The Morning Call
The Market
Technical
The indices (DJIA 13235,
S&P 1430) returned to the upside yesterday.
The S&P lifted off its 50 day moving average and traded above the
upper boundary of its short term trading range (1343-1424) for the second
time. The DJIA remained above its 50 day
moving average but below the upper boundary of its short term trading range
(12460-13302). This again puts the
Averages out of sync on the short term trading ranges---both index must confirm
a break above the upper boundary of its short term trading range.

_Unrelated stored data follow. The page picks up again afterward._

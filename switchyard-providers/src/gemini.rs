//! Google Gemini adapter.
//!
//! Gemini speaks its own dialect:
//!
//! ```text
//! GET  {base}/models?key=<api_key>
//! POST {base}/{model}:generateContent?key=<api_key>
//! ```
//!
//! Roles map as `assistant -> model`; system messages travel in the
//! dedicated `systemInstruction` field.

use async_trait::async_trait;
use chrono::Utc;
use reqwest::Client;
use serde::{Deserialize, Serialize};
use std::sync::Arc;
use tracing::{debug, warn};

use switchyard_core::{
    ChatRequest, ChatResponse, GatewayError, ModelDescriptor, ProviderAdapter, ProviderId,
    ProviderInfo, TokenUsage,
};
use switchyard_store::{KeyRotationManager, ProviderSettings};

use crate::error::AdapterError;
use crate::signatures;

/// Default API base URL.
const DEFAULT_BASE_URL: &str = "https://generativelanguage.googleapis.com/v1beta";

// ============================================================================
// Wire Types
// ============================================================================

#[derive(Debug, Serialize, Deserialize)]
struct Part {
    text: String,
}

#[derive(Debug, Serialize, Deserialize)]
struct Content {
    #[serde(skip_serializing_if = "Option::is_none")]
    role: Option<String>,
    parts: Vec<Part>,
}

#[derive(Debug, Serialize)]
#[serde(rename_all = "camelCase")]
struct GenerationConfig {
    #[serde(skip_serializing_if = "Option::is_none")]
    temperature: Option<f32>,
    #[serde(skip_serializing_if = "Option::is_none")]
    max_output_tokens: Option<u32>,
}

#[derive(Debug, Serialize)]
#[serde(rename_all = "camelCase")]
struct GeneratePayload {
    #[serde(skip_serializing_if = "Option::is_none")]
    system_instruction: Option<Content>,
    contents: Vec<Content>,
    #[serde(skip_serializing_if = "Option::is_none")]
    generation_config: Option<GenerationConfig>,
}

impl GeneratePayload {
    fn from_request(request: &ChatRequest) -> Self {
        let mut system_parts = Vec::new();
        let mut contents = Vec::new();

        for message in &request.messages {
            match message.role.as_str() {
                "system" => system_parts.push(Part {
                    text: message.content.clone(),
                }),
                role => contents.push(Content {
                    role: Some(if role == "assistant" { "model" } else { "user" }.to_string()),
                    parts: vec![Part {
                        text: message.content.clone(),
                    }],
                }),
            }
        }

        let generation_config = if request.temperature.is_some() || request.max_tokens.is_some() {
            Some(GenerationConfig {
                temperature: request.temperature,
                max_output_tokens: request.max_tokens,
            })
        } else {
            None
        };

        Self {
            system_instruction: if system_parts.is_empty() {
                None
            } else {
                Some(Content {
                    role: None,
                    parts: system_parts,
                })
            },
            contents,
            generation_config,
        }
    }
}

#[derive(Debug, Deserialize)]
#[serde(rename_all = "camelCase")]
struct Candidate {
    content: Option<Content>,
    finish_reason: Option<String>,
}

#[derive(Debug, Deserialize)]
#[serde(rename_all = "camelCase")]
struct UsageMetadata {
    #[serde(default)]
    prompt_token_count: u32,
    #[serde(default)]
    candidates_token_count: u32,
    #[serde(default)]
    total_token_count: u32,
}

#[derive(Debug, Deserialize)]
#[serde(rename_all = "camelCase")]
struct GenerateReply {
    #[serde(default)]
    candidates: Vec<Candidate>,
    usage_metadata: Option<UsageMetadata>,
}

#[derive(Debug, Deserialize)]
#[serde(rename_all = "camelCase")]
struct CatalogModel {
    name: String,
    display_name: Option<String>,
    description: Option<String>,
    input_token_limit: Option<u32>,
}

#[derive(Debug, Deserialize)]
struct CatalogReply {
    #[serde(default)]
    models: Vec<CatalogModel>,
}

#[derive(Debug, Deserialize)]
struct ErrorReply {
    error: ErrorBody,
}

#[derive(Debug, Deserialize)]
struct ErrorBody {
    #[serde(default)]
    message: String,
    #[serde(default)]
    status: Option<String>,
}

fn extract_error_message(body: &str) -> String {
    match serde_json::from_str::<ErrorReply>(body) {
        Ok(reply) => match reply.error.status {
            Some(status) => format!("{status}: {}", reply.error.message),
            None => reply.error.message,
        },
        Err(_) => {
            let mut message = body.trim().to_string();
            message.truncate(200);
            message
        }
    }
}

// ============================================================================
// Adapter
// ============================================================================

/// Adapter for the Google Gemini API.
pub struct GeminiAdapter {
    http: Client,
    base_url: String,
    keys: Arc<KeyRotationManager>,
    enabled: bool,
}

impl GeminiAdapter {
    /// Creates the adapter from provider settings.
    pub fn new(settings: &ProviderSettings, keys: Arc<KeyRotationManager>, http: Client) -> Self {
        let base_url = settings
            .base_url
            .as_deref()
            .unwrap_or(DEFAULT_BASE_URL)
            .trim_end_matches('/')
            .to_string();
        Self {
            http,
            base_url,
            keys,
            enabled: settings.enabled,
        }
    }

    async fn fetch_catalog(&self, api_key: &str) -> Result<Vec<ModelDescriptor>, AdapterError> {
        let url = format!("{}/models", self.base_url);
        debug!(url = %url, "Fetching Gemini catalog");

        let response = self
            .http
            .get(&url)
            .query(&[("key", api_key)])
            .send()
            .await?;
        let status = response.status();
        if !status.is_success() {
            let body = response.text().await.unwrap_or_default();
            return Err(AdapterError::Api {
                status: status.as_u16(),
                message: extract_error_message(&body),
            });
        }

        let reply: CatalogReply = response.json().await?;
        Ok(reply.models.into_iter().map(describe).collect())
    }

    async fn generate(
        &self,
        api_key: &str,
        request: &ChatRequest,
    ) -> Result<ChatResponse, AdapterError> {
        // Model ids arrive either bare ("gemini-pro") or fully qualified
        // ("models/gemini-pro"); the endpoint needs the qualified form.
        let model_path = if request.model.contains('/') {
            request.model.clone()
        } else {
            format!("models/{}", request.model)
        };
        let url = format!("{}/{}:generateContent", self.base_url, model_path);
        let payload = GeneratePayload::from_request(request);
        debug!(url = %url, "Gemini generate request");

        let response = self
            .http
            .post(&url)
            .query(&[("key", api_key)])
            .json(&payload)
            .send()
            .await?;
        let status = response.status();
        if !status.is_success() {
            let body = response.text().await.unwrap_or_default();
            return Err(AdapterError::Api {
                status: status.as_u16(),
                message: extract_error_message(&body),
            });
        }

        let reply: GenerateReply = response.json().await?;
        let candidate = reply.candidates.into_iter().next();
        let content = candidate
            .as_ref()
            .and_then(|c| c.content.as_ref())
            .map(|c| {
                c.parts
                    .iter()
                    .map(|p| p.text.as_str())
                    .collect::<Vec<_>>()
                    .join("")
            })
            .unwrap_or_default();

        Ok(ChatResponse {
            // Gemini replies carry no id; synthesize one.
            id: format!("gemini-{}", Utc::now().timestamp_millis()),
            model: request.model.clone(),
            content,
            usage: reply.usage_metadata.map(|u| TokenUsage {
                prompt_tokens: u.prompt_token_count,
                completion_tokens: u.candidates_token_count,
                total_tokens: u.total_token_count,
            }),
            finish_reason: candidate.and_then(|c| c.finish_reason),
        })
    }
}

/// Maps a catalog entry to a descriptor; the API publishes enough detail
/// that no static enrichment table is needed.
fn describe(model: CatalogModel) -> ModelDescriptor {
    let mut m = ModelDescriptor::new(model.name.clone(), model.display_name.unwrap_or(model.name));
    m.description = model.description;
    m.context_length = model.input_token_limit;
    m
}

#[async_trait]
impl ProviderAdapter for GeminiAdapter {
    fn id(&self) -> ProviderId {
        ProviderId::Gemini
    }

    async fn info(&self) -> ProviderInfo {
        ProviderInfo {
            id: self.id(),
            display_name: self.id().display_name().to_string(),
            description: "Google Gemini models".to_string(),
            enabled: self.enabled,
            available: self.is_available().await,
        }
    }

    async fn list_models(&self) -> Vec<ModelDescriptor> {
        let Some(acquired) = self.keys.acquire(self.id()).await else {
            warn!(provider = %self.id(), "No credential available for catalog fetch");
            return Vec::new();
        };
        match self.fetch_catalog(&acquired.secret).await {
            Ok(models) => models,
            Err(err) => {
                warn!(provider = %self.id(), error = %err, "Catalog fetch failed");
                Vec::new()
            }
        }
    }

    async fn chat_completion(&self, request: &ChatRequest) -> Result<ChatResponse, GatewayError> {
        let provider = self.id();
        let Some(acquired) = self.keys.acquire(provider).await else {
            return Err(GatewayError::NoCredentialAvailable { provider });
        };

        match self.generate(&acquired.secret, request).await {
            Ok(response) => {
                self.keys.report_success(provider, &acquired.secret).await;
                Ok(response)
            }
            Err(err) => {
                let message = err.to_string();
                let rate_limited = signatures::is_rate_limit(provider, err.status(), &message);
                self.keys
                    .report_failure(provider, &acquired.secret, &message, rate_limited)
                    .await;
                warn!(provider = %provider, key = %acquired.name, error = %message, "Chat completion failed");
                if rate_limited {
                    Err(GatewayError::RateLimited { provider })
                } else {
                    Err(GatewayError::Upstream { provider, message })
                }
            }
        }
    }

    async fn is_available(&self) -> bool {
        self.keys.provider_status(self.id()).await.available
    }
}

// ============================================================================
// Tests
// ============================================================================

#[cfg(test)]
mod tests {
    use super::*;
    use switchyard_core::ChatMessage;

    fn request(messages: Vec<ChatMessage>) -> ChatRequest {
        ChatRequest {
            model: "gemini-pro".into(),
            messages,
            max_tokens: Some(100),
            temperature: Some(0.5),
            stream: false,
        }
    }

    #[test]
    fn test_payload_maps_roles_and_system_instruction() {
        let payload = GeneratePayload::from_request(&request(vec![
            ChatMessage::system("be terse"),
            ChatMessage::user("hi"),
            ChatMessage {
                role: "assistant".into(),
                content: "hello".into(),
            },
        ]));

        let system = payload.system_instruction.unwrap();
        assert_eq!(system.parts[0].text, "be terse");
        assert_eq!(payload.contents.len(), 2);
        assert_eq!(payload.contents[0].role.as_deref(), Some("user"));
        assert_eq!(payload.contents[1].role.as_deref(), Some("model"));
    }

    #[test]
    fn test_payload_serializes_camel_case() {
        let json = serde_json::to_string(&GeneratePayload::from_request(&request(vec![
            ChatMessage::user("hi"),
        ])))
        .unwrap();
        assert!(json.contains("generationConfig"));
        assert!(json.contains("maxOutputTokens"));
        assert!(!json.contains("systemInstruction"));
    }

    #[test]
    fn test_reply_parses_usage_and_finish_reason() {
        let reply: GenerateReply = serde_json::from_str(
            r#"{
                "candidates": [{
                    "content": {"role": "model", "parts": [{"text": "hel"}, {"text": "lo"}]},
                    "finishReason": "STOP"
                }],
                "usageMetadata": {"promptTokenCount": 4, "candidatesTokenCount": 2, "totalTokenCount": 6}
            }"#,
        )
        .unwrap();

        assert_eq!(reply.candidates.len(), 1);
        let usage = reply.usage_metadata.unwrap();
        assert_eq!(usage.total_token_count, 6);
    }

    #[test]
    fn test_catalog_entry_maps_to_descriptor() {
        let model: CatalogModel = serde_json::from_str(
            r#"{
                "name": "models/gemini-pro",
                "displayName": "Gemini Pro",
                "description": "Text model",
                "inputTokenLimit": 32768
            }"#,
        )
        .unwrap();

        let m = describe(model);
        assert_eq!(m.id, "models/gemini-pro");
        assert_eq!(m.name, "Gemini Pro");
        assert_eq!(m.context_length, Some(32_768));
    }

    #[test]
    fn test_error_extraction_includes_status() {
        let body = r#"{"error": {"message": "quota up", "status": "RESOURCE_EXHAUSTED"}}"#;
        assert_eq!(extract_error_message(body), "RESOURCE_EXHAUSTED: quota up");
    }
}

The indices remain within their
intermediate term uptrend. They also
remained below the lower boundary of a very short term uptrend off the
mid-November lows.
Volume rose; breadth improved. The VIX fell, closing once again below its 50
day moving average and remains between the upper boundary of its short term
downtrend an the lower boundary of its intermediate term trading range.
GLD was up but remained below its 50
day moving average. It continues to
trade above the lower boundaries of its short term uptrend and intermediate
term trading range.
Bottom line: the
good news is that equity prices were strong yesterday. The bad news is that the indices aren’t in
trend harmony. So the issue now is
follow through; and my guess is that at least short term, we will probably get
it---historically, the week before Christmas has been very positive for
stocks. Nevertheless, until
direction/trend is confirmed, there is nothing to do. If stocks break out to the upside, my focus
will shift more heavily to our Sell Discipline.
Three
stock market divergences to worry about (short):
Fundamental
Headlines
The
only economic stat released yesterday was the NY (Empire
State ) Fed manufacturing
index. Results were disappointing; but
this is a secondary indicator---so by itself it is not going to change anyone’s
forecast.
The
fiscal cliff watch was resumed; and we got a couple of hopeful signals:
(1)
Boehner met with Obama and Geithner again. While Boehner didn’t confirm it, word on the
Street is that he offered to give on tax rates for individuals earning more
than $1 million a year; and Obama has reportedly upped the income level for
higher tax rates to $400,000 from $250,000.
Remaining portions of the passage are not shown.